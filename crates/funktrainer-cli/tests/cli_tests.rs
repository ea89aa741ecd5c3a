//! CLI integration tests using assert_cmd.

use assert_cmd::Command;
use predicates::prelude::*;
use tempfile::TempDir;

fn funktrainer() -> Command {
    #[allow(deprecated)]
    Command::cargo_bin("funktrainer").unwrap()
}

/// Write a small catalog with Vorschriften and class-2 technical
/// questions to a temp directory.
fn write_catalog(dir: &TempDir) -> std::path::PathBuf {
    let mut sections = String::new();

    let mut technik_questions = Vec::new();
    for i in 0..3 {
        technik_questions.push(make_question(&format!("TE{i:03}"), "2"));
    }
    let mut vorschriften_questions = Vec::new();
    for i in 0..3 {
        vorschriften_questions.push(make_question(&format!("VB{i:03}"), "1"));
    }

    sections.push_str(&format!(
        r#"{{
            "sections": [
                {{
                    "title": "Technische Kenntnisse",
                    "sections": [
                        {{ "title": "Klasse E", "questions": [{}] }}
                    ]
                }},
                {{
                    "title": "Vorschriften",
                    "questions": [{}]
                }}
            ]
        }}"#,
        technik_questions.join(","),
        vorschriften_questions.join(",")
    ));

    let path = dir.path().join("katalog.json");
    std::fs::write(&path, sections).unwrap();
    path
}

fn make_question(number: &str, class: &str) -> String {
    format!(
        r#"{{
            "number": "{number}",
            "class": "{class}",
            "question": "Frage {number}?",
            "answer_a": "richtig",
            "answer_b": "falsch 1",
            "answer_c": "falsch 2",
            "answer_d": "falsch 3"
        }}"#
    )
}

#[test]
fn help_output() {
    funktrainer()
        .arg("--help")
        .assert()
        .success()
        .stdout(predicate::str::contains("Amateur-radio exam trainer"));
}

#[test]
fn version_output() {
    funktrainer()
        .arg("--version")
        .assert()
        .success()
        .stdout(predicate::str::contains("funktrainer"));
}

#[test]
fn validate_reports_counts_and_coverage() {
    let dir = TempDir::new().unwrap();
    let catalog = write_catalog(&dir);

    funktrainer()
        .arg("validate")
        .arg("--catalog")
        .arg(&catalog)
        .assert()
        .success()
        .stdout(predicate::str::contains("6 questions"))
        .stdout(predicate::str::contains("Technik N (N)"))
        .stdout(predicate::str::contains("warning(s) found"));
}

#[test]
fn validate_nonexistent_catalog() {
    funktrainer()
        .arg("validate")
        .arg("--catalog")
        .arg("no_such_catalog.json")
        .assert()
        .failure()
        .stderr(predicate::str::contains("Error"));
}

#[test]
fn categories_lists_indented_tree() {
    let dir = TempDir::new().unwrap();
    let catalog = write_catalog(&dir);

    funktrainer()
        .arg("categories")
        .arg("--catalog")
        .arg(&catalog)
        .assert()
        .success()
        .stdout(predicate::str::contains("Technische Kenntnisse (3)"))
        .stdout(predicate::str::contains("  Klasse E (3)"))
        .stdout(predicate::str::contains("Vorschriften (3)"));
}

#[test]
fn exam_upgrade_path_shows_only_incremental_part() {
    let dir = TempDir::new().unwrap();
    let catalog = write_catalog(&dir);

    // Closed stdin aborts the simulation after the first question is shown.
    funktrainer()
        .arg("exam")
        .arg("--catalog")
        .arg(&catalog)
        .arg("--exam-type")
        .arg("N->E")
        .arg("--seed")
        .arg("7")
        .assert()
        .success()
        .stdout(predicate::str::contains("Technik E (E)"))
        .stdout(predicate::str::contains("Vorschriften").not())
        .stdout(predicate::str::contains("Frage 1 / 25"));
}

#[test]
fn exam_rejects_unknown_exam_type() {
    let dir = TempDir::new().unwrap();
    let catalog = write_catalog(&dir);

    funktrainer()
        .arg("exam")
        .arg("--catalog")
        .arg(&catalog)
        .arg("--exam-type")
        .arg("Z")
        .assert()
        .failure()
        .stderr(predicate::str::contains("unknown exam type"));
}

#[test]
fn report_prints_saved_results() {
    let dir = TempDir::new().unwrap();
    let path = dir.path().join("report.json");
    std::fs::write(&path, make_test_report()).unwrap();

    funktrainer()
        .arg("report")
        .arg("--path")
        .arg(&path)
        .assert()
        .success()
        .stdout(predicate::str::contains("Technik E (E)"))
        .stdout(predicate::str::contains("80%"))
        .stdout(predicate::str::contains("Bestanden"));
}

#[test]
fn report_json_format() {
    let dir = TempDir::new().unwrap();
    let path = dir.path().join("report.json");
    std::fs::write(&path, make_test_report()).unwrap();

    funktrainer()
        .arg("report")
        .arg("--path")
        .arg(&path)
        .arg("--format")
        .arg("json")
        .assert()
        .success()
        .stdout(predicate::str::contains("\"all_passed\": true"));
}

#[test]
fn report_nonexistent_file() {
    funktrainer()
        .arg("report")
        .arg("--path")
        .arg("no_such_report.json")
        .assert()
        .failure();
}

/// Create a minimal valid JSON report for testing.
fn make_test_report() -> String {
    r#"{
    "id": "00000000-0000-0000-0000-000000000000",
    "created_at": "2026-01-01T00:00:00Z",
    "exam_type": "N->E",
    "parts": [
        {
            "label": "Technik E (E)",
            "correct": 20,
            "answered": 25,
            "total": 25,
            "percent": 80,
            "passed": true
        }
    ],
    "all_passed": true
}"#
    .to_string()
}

= = = = = = =

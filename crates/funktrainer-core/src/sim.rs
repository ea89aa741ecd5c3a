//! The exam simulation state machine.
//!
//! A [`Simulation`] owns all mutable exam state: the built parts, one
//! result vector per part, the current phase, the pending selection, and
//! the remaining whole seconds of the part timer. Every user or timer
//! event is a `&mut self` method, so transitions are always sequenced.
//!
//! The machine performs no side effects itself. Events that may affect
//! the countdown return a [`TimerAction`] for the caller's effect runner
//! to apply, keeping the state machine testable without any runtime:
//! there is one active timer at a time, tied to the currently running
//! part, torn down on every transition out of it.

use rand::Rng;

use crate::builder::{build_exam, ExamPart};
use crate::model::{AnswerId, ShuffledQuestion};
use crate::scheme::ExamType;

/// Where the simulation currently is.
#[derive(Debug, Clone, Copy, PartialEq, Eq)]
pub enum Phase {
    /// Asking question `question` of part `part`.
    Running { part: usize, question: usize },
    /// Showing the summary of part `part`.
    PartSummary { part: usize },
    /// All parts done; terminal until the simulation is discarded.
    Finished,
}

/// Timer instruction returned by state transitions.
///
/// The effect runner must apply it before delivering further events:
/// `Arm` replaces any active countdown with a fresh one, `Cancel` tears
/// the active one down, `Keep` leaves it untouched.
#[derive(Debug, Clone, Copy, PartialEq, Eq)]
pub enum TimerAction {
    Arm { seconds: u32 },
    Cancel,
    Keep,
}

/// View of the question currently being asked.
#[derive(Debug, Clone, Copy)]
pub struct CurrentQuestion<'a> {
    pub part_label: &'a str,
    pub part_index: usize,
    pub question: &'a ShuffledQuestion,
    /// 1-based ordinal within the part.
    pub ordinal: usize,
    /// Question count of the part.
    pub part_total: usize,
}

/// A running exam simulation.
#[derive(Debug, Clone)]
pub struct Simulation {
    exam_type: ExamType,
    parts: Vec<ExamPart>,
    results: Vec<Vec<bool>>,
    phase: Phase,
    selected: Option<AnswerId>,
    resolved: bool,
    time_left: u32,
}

= = = = = = =

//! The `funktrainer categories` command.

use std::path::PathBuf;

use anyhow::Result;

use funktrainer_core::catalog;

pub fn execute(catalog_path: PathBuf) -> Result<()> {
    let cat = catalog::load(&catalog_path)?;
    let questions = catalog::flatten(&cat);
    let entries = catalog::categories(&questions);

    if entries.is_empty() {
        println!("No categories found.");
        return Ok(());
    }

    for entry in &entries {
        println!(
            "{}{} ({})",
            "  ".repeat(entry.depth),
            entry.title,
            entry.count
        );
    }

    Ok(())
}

= = = = = = =

■ **Instructions to follow**
Only lines that contain the string "countdown" count; pick each one out of the records and copy it.

■ **Answer area**
//! the countdown return a [`TimerAction`] for the caller's effect runner
/// `Arm` replaces any active countdown with a fresh one, `Cancel` tears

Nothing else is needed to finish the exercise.